Zur Unternavigation springen. Zum Inhalt springen.

TMR, Telekommunikation Mittleres Ruhrgebiet

WAZ am 08.04.2011

08.04.2011

Blick in das Büro von morgen

Herne, ein Logistikstandort? Das weiß jeder, der sich ein bisschen mit dieser Stadt beschäftigt. Aber dass es hier viele IT-Unternehmen gibt? Das hat sich noch nicht so recht rumgesprochen. Bei den „normalen“ Bürgern erst recht nicht, aber selbst große Firmen wie Schwing, Vulkan, Heitkamp schauen sich überregional um, wenn sie Aufträge im Bereich der Informationstechnik zu vergeben haben. „Die wissen oft gar nicht, dass sie nur mal vor der Haustür gucken müssten. Die Stadt Herne müsste darauf viel stärker hinweisen“, sagte Holger Wellmann.

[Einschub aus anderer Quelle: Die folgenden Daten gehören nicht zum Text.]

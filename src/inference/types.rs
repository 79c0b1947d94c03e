//! Result and error types for the inference client.

use serde::{Deserialize, Serialize};
use thiserror::Error;

/// A successful prediction from the remote model.
#[derive(Debug, Clone, PartialEq, Serialize)]
pub struct Prediction {
    /// Disease class name, e.g. `"Apple___Apple_scab"`.
    pub disease: String,
    /// Confidence percentage as reported by the service.
    pub confidence: f64,
}

/// Failure classification for a prediction call.
#[derive(Debug, Clone, Copy, PartialEq, Eq, Serialize)]
#[serde(rename_all = "snake_case")]
pub enum ErrorKind {
    /// Caller supplied empty input; no network call was made.
    InvalidInput,
    /// Transport-level failure (connection refused, reset, DNS).
    NetworkError,
    /// The per-attempt deadline elapsed.
    Timeout,
    /// Remote returned 5xx.
    ServerError,
    /// Remote returned 4xx; retrying cannot fix this.
    ClientError,
    /// Remote returned 2xx but the body was not a usable prediction.
    MalformedResponse,
}

impl std::fmt::Display for ErrorKind {
    fn fmt(&self, f: &mut std::fmt::Formatter<'_>) -> std::fmt::Result {
        let s = match self {
            ErrorKind::InvalidInput => "invalid_input",
            ErrorKind::NetworkError => "network_error",
            ErrorKind::Timeout => "timeout",
            ErrorKind::ServerError => "server_error",
            ErrorKind::ClientError => "client_error",
            ErrorKind::MalformedResponse => "malformed_response",
        };
        f.write_str(s)
    }
}

/// Normalized failure returned to callers.
///
/// Carries the classification of the last attempt, its message, and the
/// HTTP status when one was observed.
#[derive(Debug, Clone, Error, Serialize)]
#[error("inference failed ({kind}): {message}")]
pub struct PredictionError {
    pub kind: ErrorKind,
    pub message: String,
    #[serde(skip_serializing_if = "Option::is_none")]
    pub status: Option<u16>,
}

impl PredictionError {
    pub fn new(kind: ErrorKind, message: impl Into<String>, status: Option<u16>) -> Self {
        Self {
            kind,
            message: message.into(),
            status,
        }
    }

    pub fn invalid_input(message: impl Into<String>) -> Self {
        Self::new(ErrorKind::InvalidInput, message, None)
    }

    /// Map a transport-level error from the HTTP client.
    pub fn from_transport(err: reqwest::Error) -> Self {
        let kind = if err.is_timeout() {
            ErrorKind::Timeout
        } else {
            ErrorKind::NetworkError
        };
        Self::new(kind, err.to_string(), None)
    }
}

/// Error constructing the client itself (not a per-call failure).
#[derive(Debug, Error)]
pub enum ClientBuildError {
    #[error("invalid inference base URL '{url}': {source}")]
    InvalidBaseUrl {
        url: String,
        source: url::ParseError,
    },
    #[error("failed to construct HTTP client: {0}")]
    Http(#[from] reqwest::Error),
}

/// Wire shape of a `/predict` response body.
#[derive(Debug, Deserialize)]
pub(crate) struct PredictBody {
    pub success: Option<bool>,
    pub disease: Option<String>,
    pub confidence: Option<f64>,
    pub error: Option<String>,
}

/// Wire shape of a `/health` response body.
#[derive(Debug, Deserialize)]
pub(crate) struct HealthBody {
    pub model_loaded: Option<bool>,
}

/// Wire shape of a `/crops` response body.
#[derive(Debug, Deserialize)]
pub(crate) struct CropsBody {
    pub crops: Option<Vec<String>>,
}

/// Error envelope the service attaches to non-2xx responses.
#[derive(Debug, Deserialize)]
pub(crate) struct ErrorBody {
    pub error: Option<String>,
    pub message: Option<String>,
}
//! Configuration validation.
//!
//! Semantic checks on top of serde's syntactic ones. Returns all
//! violations, not just the first, so a broken config can be fixed in one
//! pass.

use std::net::SocketAddr;

use crate::config::schema::AppConfig;

/// A single semantic violation.
#[derive(Debug, Clone)]
pub struct ValidationError {
    pub field: &'static str,
    pub message: String,
}

impl std::fmt::Display for ValidationError {
    fn fmt(&self, f: &mut std::fmt::Formatter<'_>) -> std::fmt::Result {
        write!(f, "{}: {}", self.field, self.message)
    }
}

/// Validate a deserialized configuration.
pub fn validate_config(config: &AppConfig) -> Result<(), Vec<ValidationError>> {
    let mut errors = Vec::new();

    if config.listener.bind_address.parse::<SocketAddr>().is_err() {
        errors.push(ValidationError {
            field: "listener.bind_address",
            message: format!("'{}' is not a socket address", config.listener.bind_address),
        });
    }

    match config.inference.base_url.parse::<url::Url>() {
        Ok(url) if url.scheme() == "http" || url.scheme() == "https" => {}
        Ok(url) => errors.push(ValidationError {
            field: "inference.base_url",
            message: format!("unsupported scheme '{}'", url.scheme()),
        }),
        Err(e) => errors.push(ValidationError {
            field: "inference.base_url",
            message: format!("'{}' is not a URL: {}", config.inference.base_url, e),
        }),
    }

    if config.inference.max_retries == 0 {
        errors.push(ValidationError {
            field: "inference.max_retries",
            message: "must be at least 1".to_string(),
        });
    }

    if config.inference.normal_timeout_ms == 0 {
        errors.push(ValidationError {
            field: "inference.normal_timeout_ms",
            message: "must be greater than 0".to_string(),
        });
    }

    if config.inference.cold_start_timeout_ms < config.inference.normal_timeout_ms {
        errors.push(ValidationError {
            field: "inference.cold_start_timeout_ms",
            message: "must be at least normal_timeout_ms".to_string(),
        });
    }

    if config.inference.max_backoff_ms < config.inference.base_backoff_ms {
        errors.push(ValidationError {
            field: "inference.max_backoff_ms",
            message: "must be at least base_backoff_ms".to_string(),
        });
    }

    if config.server.request_timeout_secs == 0 {
        errors.push(ValidationError {
            field: "server.request_timeout_secs",
            message: "must be greater than 0".to_string(),
        });
    }

    if errors.is_empty() {
        Ok(())
    } else {
        Err(errors)
    }
}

Der arbeitet als Vertriebsleiter bei der ISAP, einem Computer-Dienstleister mit Sitz in Baukau. Die ISAP veranstaltete gestern die „Herner IT-Messe“ (HIT), zum sechsten Mal bereits und zusammen mit der städtischen Wirtschaftsförderung. 15 Aussteller stellten sich im Innovationszentrum am Westring vor – interessant vor allem für Fachbesucher, für Menschen, die im Auftrag eines Unternehmens nach ökologischen, platz- und kostensparenden Konzepten für die Firmen-IT schauten. So führte der Eickeler Kopier-Systeme-Vertrieb Metzner beispielsweise einen Hochleistungsdrucker vor, der 120 Seiten pro Minute drucken kann. Frederik Tazl berichtete von bis zu 45000 Euro Anschaffungskosten, Sonderausstattungen und „sojabasierender Tinte“, die besonders umweltverträglich sei. Aber auch für Otto Normalverbraucher bot die HIT einiges. Nämlich einen Ausblick, wie die Arbeitswelt von morgen aussehen könnte.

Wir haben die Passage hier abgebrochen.